§ ABOUT THIS TASK: Write out, unaltered, each line from the top of the records below down to the line where "of server subscription." appears, that line included.

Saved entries
- Opening Delimiter -

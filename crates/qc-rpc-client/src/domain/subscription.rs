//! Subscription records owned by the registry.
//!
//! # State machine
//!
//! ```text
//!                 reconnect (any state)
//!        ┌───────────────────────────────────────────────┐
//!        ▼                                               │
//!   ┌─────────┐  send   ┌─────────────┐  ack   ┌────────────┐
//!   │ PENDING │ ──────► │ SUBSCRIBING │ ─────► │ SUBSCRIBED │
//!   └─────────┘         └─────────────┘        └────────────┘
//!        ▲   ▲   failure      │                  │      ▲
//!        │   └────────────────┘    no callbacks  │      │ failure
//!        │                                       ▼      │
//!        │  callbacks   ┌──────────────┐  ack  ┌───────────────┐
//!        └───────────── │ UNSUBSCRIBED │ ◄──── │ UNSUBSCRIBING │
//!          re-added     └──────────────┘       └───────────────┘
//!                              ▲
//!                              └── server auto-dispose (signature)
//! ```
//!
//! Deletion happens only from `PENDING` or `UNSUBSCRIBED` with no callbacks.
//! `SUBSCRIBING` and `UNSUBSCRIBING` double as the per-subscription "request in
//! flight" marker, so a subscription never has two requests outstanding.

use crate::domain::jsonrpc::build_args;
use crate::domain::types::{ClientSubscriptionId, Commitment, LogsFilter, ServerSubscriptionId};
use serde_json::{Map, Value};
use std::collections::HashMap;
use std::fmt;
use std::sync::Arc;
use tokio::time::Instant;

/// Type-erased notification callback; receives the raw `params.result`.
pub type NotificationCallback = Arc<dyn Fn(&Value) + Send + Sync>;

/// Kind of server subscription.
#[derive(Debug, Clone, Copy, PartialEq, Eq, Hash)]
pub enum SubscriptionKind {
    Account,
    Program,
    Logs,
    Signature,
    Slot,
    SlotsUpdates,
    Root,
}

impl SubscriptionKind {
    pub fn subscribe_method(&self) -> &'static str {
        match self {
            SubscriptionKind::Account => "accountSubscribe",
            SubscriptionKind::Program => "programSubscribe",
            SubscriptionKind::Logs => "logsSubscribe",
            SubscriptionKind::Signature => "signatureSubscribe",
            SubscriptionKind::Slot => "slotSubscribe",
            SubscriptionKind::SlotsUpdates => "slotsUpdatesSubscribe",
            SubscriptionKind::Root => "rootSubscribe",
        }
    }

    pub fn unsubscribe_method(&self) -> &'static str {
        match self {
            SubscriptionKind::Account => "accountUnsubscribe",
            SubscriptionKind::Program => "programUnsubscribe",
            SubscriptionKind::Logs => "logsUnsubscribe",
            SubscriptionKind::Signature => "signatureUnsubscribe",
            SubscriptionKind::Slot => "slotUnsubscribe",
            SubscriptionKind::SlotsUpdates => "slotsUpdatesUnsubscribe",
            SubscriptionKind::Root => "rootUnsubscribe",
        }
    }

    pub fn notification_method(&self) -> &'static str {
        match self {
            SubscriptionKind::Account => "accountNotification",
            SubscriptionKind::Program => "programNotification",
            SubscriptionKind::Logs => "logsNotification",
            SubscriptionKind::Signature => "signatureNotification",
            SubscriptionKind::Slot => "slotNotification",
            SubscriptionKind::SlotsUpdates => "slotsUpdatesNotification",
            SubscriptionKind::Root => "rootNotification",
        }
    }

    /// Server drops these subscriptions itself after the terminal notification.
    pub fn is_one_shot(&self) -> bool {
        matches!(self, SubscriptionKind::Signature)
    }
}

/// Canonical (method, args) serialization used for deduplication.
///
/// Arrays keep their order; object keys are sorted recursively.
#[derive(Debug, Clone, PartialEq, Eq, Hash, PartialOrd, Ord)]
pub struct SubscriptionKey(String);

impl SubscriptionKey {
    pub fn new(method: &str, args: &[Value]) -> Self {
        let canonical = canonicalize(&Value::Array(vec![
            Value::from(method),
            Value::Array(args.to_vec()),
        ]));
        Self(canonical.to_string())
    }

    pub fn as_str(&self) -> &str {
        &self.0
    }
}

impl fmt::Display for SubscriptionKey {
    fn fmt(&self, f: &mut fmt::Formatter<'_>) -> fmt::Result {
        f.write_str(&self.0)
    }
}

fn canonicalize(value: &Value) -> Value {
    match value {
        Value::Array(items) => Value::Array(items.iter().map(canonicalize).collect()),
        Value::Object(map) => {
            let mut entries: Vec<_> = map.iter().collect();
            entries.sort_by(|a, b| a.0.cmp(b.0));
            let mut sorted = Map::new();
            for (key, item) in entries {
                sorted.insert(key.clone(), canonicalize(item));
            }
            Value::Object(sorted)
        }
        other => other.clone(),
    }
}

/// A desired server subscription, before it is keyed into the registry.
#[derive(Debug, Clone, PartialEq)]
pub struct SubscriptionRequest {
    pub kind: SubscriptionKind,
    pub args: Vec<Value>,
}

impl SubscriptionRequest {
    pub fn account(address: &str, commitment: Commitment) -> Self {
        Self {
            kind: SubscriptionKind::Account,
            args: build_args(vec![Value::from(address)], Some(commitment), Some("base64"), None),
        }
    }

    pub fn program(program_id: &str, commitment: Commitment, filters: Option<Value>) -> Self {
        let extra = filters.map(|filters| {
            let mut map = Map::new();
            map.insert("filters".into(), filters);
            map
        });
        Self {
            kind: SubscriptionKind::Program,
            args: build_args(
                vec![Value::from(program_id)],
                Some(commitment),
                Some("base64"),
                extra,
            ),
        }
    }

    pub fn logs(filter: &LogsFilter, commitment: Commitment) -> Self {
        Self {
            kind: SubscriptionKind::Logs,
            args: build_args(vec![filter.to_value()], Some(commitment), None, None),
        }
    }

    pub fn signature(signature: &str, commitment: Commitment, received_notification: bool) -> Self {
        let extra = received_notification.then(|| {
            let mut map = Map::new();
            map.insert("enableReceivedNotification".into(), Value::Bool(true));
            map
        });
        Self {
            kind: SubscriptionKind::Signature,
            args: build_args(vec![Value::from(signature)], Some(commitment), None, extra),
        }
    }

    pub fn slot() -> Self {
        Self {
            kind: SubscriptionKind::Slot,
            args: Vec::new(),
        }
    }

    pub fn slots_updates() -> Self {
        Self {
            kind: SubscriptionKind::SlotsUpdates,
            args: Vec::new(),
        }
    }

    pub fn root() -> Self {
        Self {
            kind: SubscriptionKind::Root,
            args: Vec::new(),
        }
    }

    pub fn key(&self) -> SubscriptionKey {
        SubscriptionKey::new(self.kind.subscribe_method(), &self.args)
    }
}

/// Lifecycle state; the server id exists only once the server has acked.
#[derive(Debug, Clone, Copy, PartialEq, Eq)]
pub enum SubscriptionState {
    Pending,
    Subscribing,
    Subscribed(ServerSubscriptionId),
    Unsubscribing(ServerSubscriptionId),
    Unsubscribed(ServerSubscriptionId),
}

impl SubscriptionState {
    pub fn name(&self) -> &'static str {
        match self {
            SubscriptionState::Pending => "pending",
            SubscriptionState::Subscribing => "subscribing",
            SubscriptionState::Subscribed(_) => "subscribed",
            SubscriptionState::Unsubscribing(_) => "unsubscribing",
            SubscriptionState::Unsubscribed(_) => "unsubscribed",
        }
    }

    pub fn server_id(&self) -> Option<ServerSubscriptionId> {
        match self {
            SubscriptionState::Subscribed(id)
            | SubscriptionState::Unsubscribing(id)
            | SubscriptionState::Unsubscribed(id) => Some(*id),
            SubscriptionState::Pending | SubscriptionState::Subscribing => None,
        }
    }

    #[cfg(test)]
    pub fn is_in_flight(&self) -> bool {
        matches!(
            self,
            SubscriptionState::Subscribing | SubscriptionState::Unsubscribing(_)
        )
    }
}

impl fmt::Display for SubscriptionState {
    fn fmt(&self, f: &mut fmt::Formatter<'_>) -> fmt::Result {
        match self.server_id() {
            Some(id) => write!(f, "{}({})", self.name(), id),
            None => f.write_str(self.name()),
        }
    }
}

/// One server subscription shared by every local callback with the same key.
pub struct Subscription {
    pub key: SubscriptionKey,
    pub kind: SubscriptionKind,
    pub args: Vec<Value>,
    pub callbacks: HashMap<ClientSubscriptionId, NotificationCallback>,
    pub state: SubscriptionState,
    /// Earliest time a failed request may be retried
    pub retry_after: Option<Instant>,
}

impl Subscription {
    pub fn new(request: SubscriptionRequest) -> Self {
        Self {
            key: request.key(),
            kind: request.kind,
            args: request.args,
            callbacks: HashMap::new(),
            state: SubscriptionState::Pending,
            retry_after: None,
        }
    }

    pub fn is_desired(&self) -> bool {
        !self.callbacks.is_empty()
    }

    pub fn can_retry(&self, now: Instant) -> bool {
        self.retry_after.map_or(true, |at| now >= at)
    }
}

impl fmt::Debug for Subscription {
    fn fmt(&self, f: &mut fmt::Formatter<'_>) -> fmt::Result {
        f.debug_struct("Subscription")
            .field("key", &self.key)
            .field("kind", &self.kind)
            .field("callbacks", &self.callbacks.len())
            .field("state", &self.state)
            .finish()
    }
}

- Closing Delimiter -

§ OUTPUT OF THE TASK:
filename crates/qc-rpc-client/src/domain/subscription.rs
//! Subscription records owned by the registry.
//!
//! # State machine
//!
//! ```text
//!                 reconnect (any state)
//!        ┌───────────────────────────────────────────────┐
//!        ▼                                               │
//!   ┌─────────┐  send   ┌─────────────┐  ack   ┌────────────┐
//!   │ PENDING │ ──────► │ SUBSCRIBING │ ─────► │ SUBSCRIBED │
//!   └─────────┘         └─────────────┘        └────────────┘
//!        ▲   ▲   failure      │                  │      ▲
//!        │   └────────────────┘    no callbacks  │      │ failure
//!        │                                       ▼      │
//!        │  callbacks   ┌──────────────┐  ack  ┌───────────────┐
//!        └───────────── │ UNSUBSCRIBED │ ◄──── │ UNSUBSCRIBING │
//!          re-added     └──────────────┘       └───────────────┘
//!                              ▲
//!                              └── server auto-dispose (signature)
//! ```
//!
//! Deletion happens only from `PENDING` or `UNSUBSCRIBED` with no callbacks.
//! `SUBSCRIBING` and `UNSUBSCRIBING` double as the per-subscription "request in
//! flight" marker, so a subscription never has two requests outstanding.

use crate::domain::jsonrpc::build_args;
use crate::domain::types::{ClientSubscriptionId, Commitment, LogsFilter, ServerSubscriptionId};
use serde_json::{Map, Value};
use std::collections::HashMap;
use std::fmt;
use std::sync::Arc;
use tokio::time::Instant;

/// Type-erased notification callback; receives the raw `params.result`.
pub type NotificationCallback = Arc<dyn Fn(&Value) + Send + Sync>;

/// Kind of server subscription.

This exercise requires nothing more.